The issue of cluster munitions has risen to prominence in recent years and received strong public attention in 2011. In order to guarantee that the products and services of Deutsche Bank serve the real economy and society as a whole, we have reviewed the bank’s internal processes once again and as a result we have terminated business relationships with clients that are involved in production of cluster munitions, for example.
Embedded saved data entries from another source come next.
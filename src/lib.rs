//! Find where two meshes **touch**: pair the vertices of one mesh with
//! approximately nearest vertices of the other, keep the closest pairs, and
//! record them as named vertex groups on both meshes.
//!
//! The matcher in [`contact`] rotates the index space of the larger vertex set
//! instead of searching all pairs. It is exact when the two sets are roughly
//! index-aligned (meshes built from parallel or mirrored geometry) and a
//! heuristic otherwise.
//!
//! # Features
//! #### Default
//! - **f64**: use f64 as Real
//! - [**stl-io**](https://en.wikipedia.org/wiki/STL_(file_format)): `.stl` import
//!
//! #### Optional
//! - **f32**: use f32 as Real, this conflicts with f64
//! - **parallel**: use rayon to compute the distances of each rotation offset
//! - **cli**: build the `meshcontact` binary (pulls in `tracing-subscriber`)

#![forbid(unsafe_code)]
#![warn(clippy::all)]

pub mod aabb;
pub mod contact;
pub mod errors;
pub mod float_types;
pub mod io;
pub mod mesh;
pub mod point_set;
pub mod traits;

#[cfg(any(
    all(feature = "f64", feature = "f32"),
    not(any(feature = "f64", feature = "f32"))
))]
compile_error!("Either 'f64' or 'f32' feature must be specified, but not both");

pub use contact::{ContactConfig, PairingResult, contact, match_nearest_pairs};
pub use errors::{ContactError, Side};
pub use mesh::Mesh;
pub use point_set::{Point, PointSet};
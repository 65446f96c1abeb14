//! Primitive shapes as indexed `Mesh`es with shared vertices

use crate::float_types::Real;
use crate::mesh::Mesh;
use crate::mesh::polygon::Polygon;
use nalgebra::Point3;
use std::fmt::Debug;

impl<S: Clone + Debug + Send + Sync> Mesh<S> {
    /// Axis-aligned box with one corner at the origin and eight shared vertices.
    ///
    /// ## **Vertex Layout**
    /// ```text
    ///     7-------6
    ///    /|      /|
    ///   4-------5 |
    ///   | |     | |
    ///   | 3-----|-2
    ///   |/      |/
    ///   0-------1
    /// ```
    /// 0 is the origin, 1 is +X, 3 is +Y and 4 is +Z. Vertex ids are these
    /// indices, so contact results on two boxes are easy to read.
    ///
    /// ## **Faces** (counter-clockwise seen from outside)
    /// - **Bottom**: [0,3,2,1]  - **Top**: [4,5,6,7]
    /// - **Front**: [0,1,5,4]   - **Back**: [3,7,6,2]
    /// - **Left**: [0,4,7,3]    - **Right**: [1,2,6,5]
    pub fn cuboid(width: Real, length: Real, height: Real, metadata: Option<S>) -> Mesh<S> {
        let vertices = vec![
            Point3::new(0.0, 0.0, 0.0),
            Point3::new(width, 0.0, 0.0),
            Point3::new(width, length, 0.0),
            Point3::new(0.0, length, 0.0),
            Point3::new(0.0, 0.0, height),
            Point3::new(width, 0.0, height),
            Point3::new(width, length, height),
            Point3::new(0.0, length, height),
        ];

        let faces = [
            [0, 3, 2, 1],
            [4, 5, 6, 7],
            [0, 1, 5, 4],
            [3, 7, 6, 2],
            [0, 4, 7, 3],
            [1, 2, 6, 5],
        ];
        let polygons = faces
            .iter()
            .map(|face| Polygon::new(face.to_vec(), metadata.clone()))
            .collect();

        Mesh {
            vertices,
            polygons,
            metadata,
            ..Default::default()
        }
    }

    pub fn cube(width: Real, metadata: Option<S>) -> Mesh<S> {
        Self::cuboid(width, width, width, metadata)
    }

    /// Flat rectangular sheet in the XY plane at z = 0, facing +Z.
    ///
    /// Vertices are laid out row by row: the vertex at column `i`, row `j`
    /// has id `j * (segments_x + 1) + i`. Each cell is one quad.
    /// A segment count of zero is treated as one.
    pub fn grid(
        width: Real,
        length: Real,
        segments_x: usize,
        segments_y: usize,
        metadata: Option<S>,
    ) -> Mesh<S> {
        let sx = segments_x.max(1);
        let sy = segments_y.max(1);
        let row = sx + 1;

        let vertices = (0..=sy)
            .flat_map(|j| {
                (0..=sx).map(move |i| {
                    Point3::new(
                        width * i as Real / sx as Real,
                        length * j as Real / sy as Real,
                        0.0,
                    )
                })
            })
            .collect();

        let polygons = (0..sy)
            .flat_map(|j| (0..sx).map(move |i| (i, j)))
            .map(|(i, j)| {
                let a = j * row + i;
                Polygon::new(vec![a, a + 1, a + 1 + row, a + row], metadata.clone())
            })
            .collect();

        Mesh {
            vertices,
            polygons,
            metadata,
            ..Default::default()
        }
    }
}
What are cluster munitions?
Cluster munitions are containers that open in mid-air to distribute a number of small “bomblets” over a wide area. They are of particular humanitarian concern because they are not targeted weapons and leave a large amount of unexploded material. Bomblets lying on the ground may kill or maim civilians. The debate on cluster munitions gained momentum in the early 2000s after the humanitarian impact during the wars in Kosovo and Iraq. Deployment in the Israel-Lebanon conflict in 2006 sparked international negotiations leading to the 2008 Oslo Convention on Cluster Munitions. The Convention prohibits the use, transfer, and stockpiling of cluster bombs and has been signed by more than 100 states – not including the US, Russia and China. Signatories agree “never under any circumstances” to:
- use cluster munitions;
- develop, produce, or otherwise acquire, stockpile, retain, or transfer to anyone, directly or indirectly, cluster munitions;
- assist, encourage, or induce anyone to engage in any activity prohibited to a government.
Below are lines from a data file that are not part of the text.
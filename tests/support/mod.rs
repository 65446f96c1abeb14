//! Test support library
//! Provides scene builders and helpers shared by the integration tests.
#![allow(dead_code)]

use meshcontact::{
    Mesh,
    float_types::{Real, round_decimals},
    point_set::PointSet,
    traits::{GeometrySource, Transform},
};

/// Route `tracing` output through the test harness; safe to call repeatedly.
pub fn init_tracing() {
    let _ = tracing_subscriber::fmt()
        .with_env_filter("warn")
        .with_test_writer()
        .try_init();
}

/// Cube of edge 2 centered on the origin, like a freshly added default cube.
///
/// Vertex ids: 0:(-1,-1,-1) 1:(1,-1,-1) 2:(1,1,-1) 3:(-1,1,-1)
///             4:(-1,-1,1)  5:(1,-1,1)  6:(1,1,1)  7:(-1,1,1)
pub fn default_cube(name: &str) -> Mesh<String> {
    Mesh::cube(2.0, Some(name.to_string())).center()
}

/// Two default cubes, the second moved by `(x, y, z)`.
pub fn cube_pair(x: Real, y: Real, z: Real) -> (Mesh<String>, Mesh<String>) {
    let cube1 = default_cube("cube1");
    let cube2 = default_cube("cube2").translate(x, y, z);
    (cube1, cube2)
}

pub fn points(mesh: &Mesh<String>) -> PointSet<usize> {
    mesh.point_set()
}

/// Distance rounded the same way the matcher rounds.
pub fn rounded(value: Real) -> Real {
    round_decimals(value)
}

/// Quick helper to compare floating-point results with an acceptable tolerance.
pub fn approx_eq(a: Real, b: Real, eps: Real) -> bool {
    (a - b).abs() < eps
}
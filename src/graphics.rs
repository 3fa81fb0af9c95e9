//! Drawing rendered art with [embedded_graphics].
//!
//! ```
//! use embedded_graphics::mock_display::MockDisplay;
//! use embedded_graphics::mono_font::{ascii::FONT_6X10, MonoTextStyle};
//! use embedded_graphics::pixelcolor::BinaryColor;
//! use embedded_graphics::prelude::*;
//! use randomart::{graphics::ArtText, Config};
//!
//! let art = Config::new(3, 3).render(b"asde").unwrap();
//! let style = MonoTextStyle::new(&FONT_6X10, BinaryColor::On);
//!
//! let mut display = MockDisplay::new();
//! ArtText::new(&art, Point::zero(), style).draw(&mut display).unwrap();
//! ```

use embedded_graphics::mono_font::MonoTextStyle;
use embedded_graphics::prelude::*;
use embedded_graphics::primitives::Rectangle;
use embedded_graphics::text::{Baseline, Text};

/// Multi-line art drawn one line per text row, top left corner at
/// `position`. Mono fonts only cover ASCII, so palettes should stick to it.
#[derive(Debug, Clone, Copy)]
pub struct ArtText<'a, C> {
    art: &'a str,
    position: Point,
    style: MonoTextStyle<'a, C>,
}

impl<'a, C: PixelColor> ArtText<'a, C> {
    pub const fn new(art: &'a str, position: Point, style: MonoTextStyle<'a, C>) -> Self {
        Self { art, position, style }
    }

    fn line_height(&self) -> u32 {
        self.style.font.character_size.height
    }
}

impl<C: PixelColor> Drawable for ArtText<'_, C> {
    type Color = C;
    /// Position below the last drawn line.
    type Output = Point;

    fn draw<D>(&self, target: &mut D) -> Result<Self::Output, D::Error>
    where
        D: DrawTarget<Color = Self::Color>,
    {
        let mut position = self.position;
        for line in self.art.lines() {
            Text::with_baseline(line, position, self.style, Baseline::Top).draw(target)?;
            position.y += self.line_height() as i32;
        }
        Ok(position)
    }
}

impl<C: PixelColor> Dimensions for ArtText<'_, C> {
    fn bounding_box(&self) -> Rectangle {
        let font = self.style.font;
        let cols = self.art.lines().map(|line| line.chars().count()).max().unwrap_or(0) as u32;
        let rows = self.art.lines().count() as u32;

        let width = cols * font.character_size.width + cols.saturating_sub(1) * font.character_spacing;
        Rectangle::new(self.position, Size::new(width, rows * self.line_height()))
    }
}

#[cfg(test)]
mod tests {
    use super::ArtText;
    use crate::Config;
    use embedded_graphics::mock_display::MockDisplay;
    use embedded_graphics::mono_font::{ascii::FONT_6X10, MonoTextStyle};
    use embedded_graphics::pixelcolor::BinaryColor;
    use embedded_graphics::prelude::*;
    use embedded_graphics::primitives::{ContainsPoint, Rectangle};

    #[test]
    fn test_draw() {
        let art = Config::new(3, 3).render(b"asde").unwrap();
        let text = ArtText::new(&art, Point::new(2, 4), MonoTextStyle::new(&FONT_6X10, BinaryColor::On));

        let bbox = text.bounding_box();
        assert_eq!(bbox, Rectangle::new(Point::new(2, 4), Size::new(30, 50)));

        let mut display = MockDisplay::new();
        let next = text.draw(&mut display).unwrap();
        assert_eq!(next, Point::new(2, 54));

        let area = display.affected_area();
        assert!(!area.is_zero_sized());
        assert!(bbox.contains(area.top_left));
        assert!(area.bottom_right().map_or(false, |p| bbox.contains(p)));
    }

    #[test]
    fn test_empty() {
        let text = ArtText::new("", Point::zero(), MonoTextStyle::new(&FONT_6X10, BinaryColor::On));
        assert!(text.bounding_box().is_zero_sized());

        let mut display = MockDisplay::<BinaryColor>::new();
        assert_eq!(text.draw(&mut display).unwrap(), Point::zero());
    }
}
Cluster bombs are assembled from several components made by different companies and there is no consensus about what should be defined as key components. Some components are also used in other, non-military equipment. Some countries and NGOs even disagree about what constitutes cluster munitions, despite the definitions in the Convention.
Has Deutsche Bank stopped financing Cluster Munitions?
The Deutsche Bank Group Cluster Munitions Policy has been in effect since autumn 2011 following the earlier decision of the Management Board to exit relationships and not engage in new business with clients involved in this line of business.
The Deutsche Bank Group Cluster Munitions Policy reflects the complexity of the issue and goes beyond our previous approach whereby the Bank did not provide direct funding for cluster munitions (production or trade).
Does the Policy on Cluster Munitions apply to all transactions?
How does Deutsche Bank implement the Policy on Cluster Munitions?
Deutsche Bank has exited banking relationships with most identified conglomerates. Residual relationships relate to pre-existing contracts, which will not be extended.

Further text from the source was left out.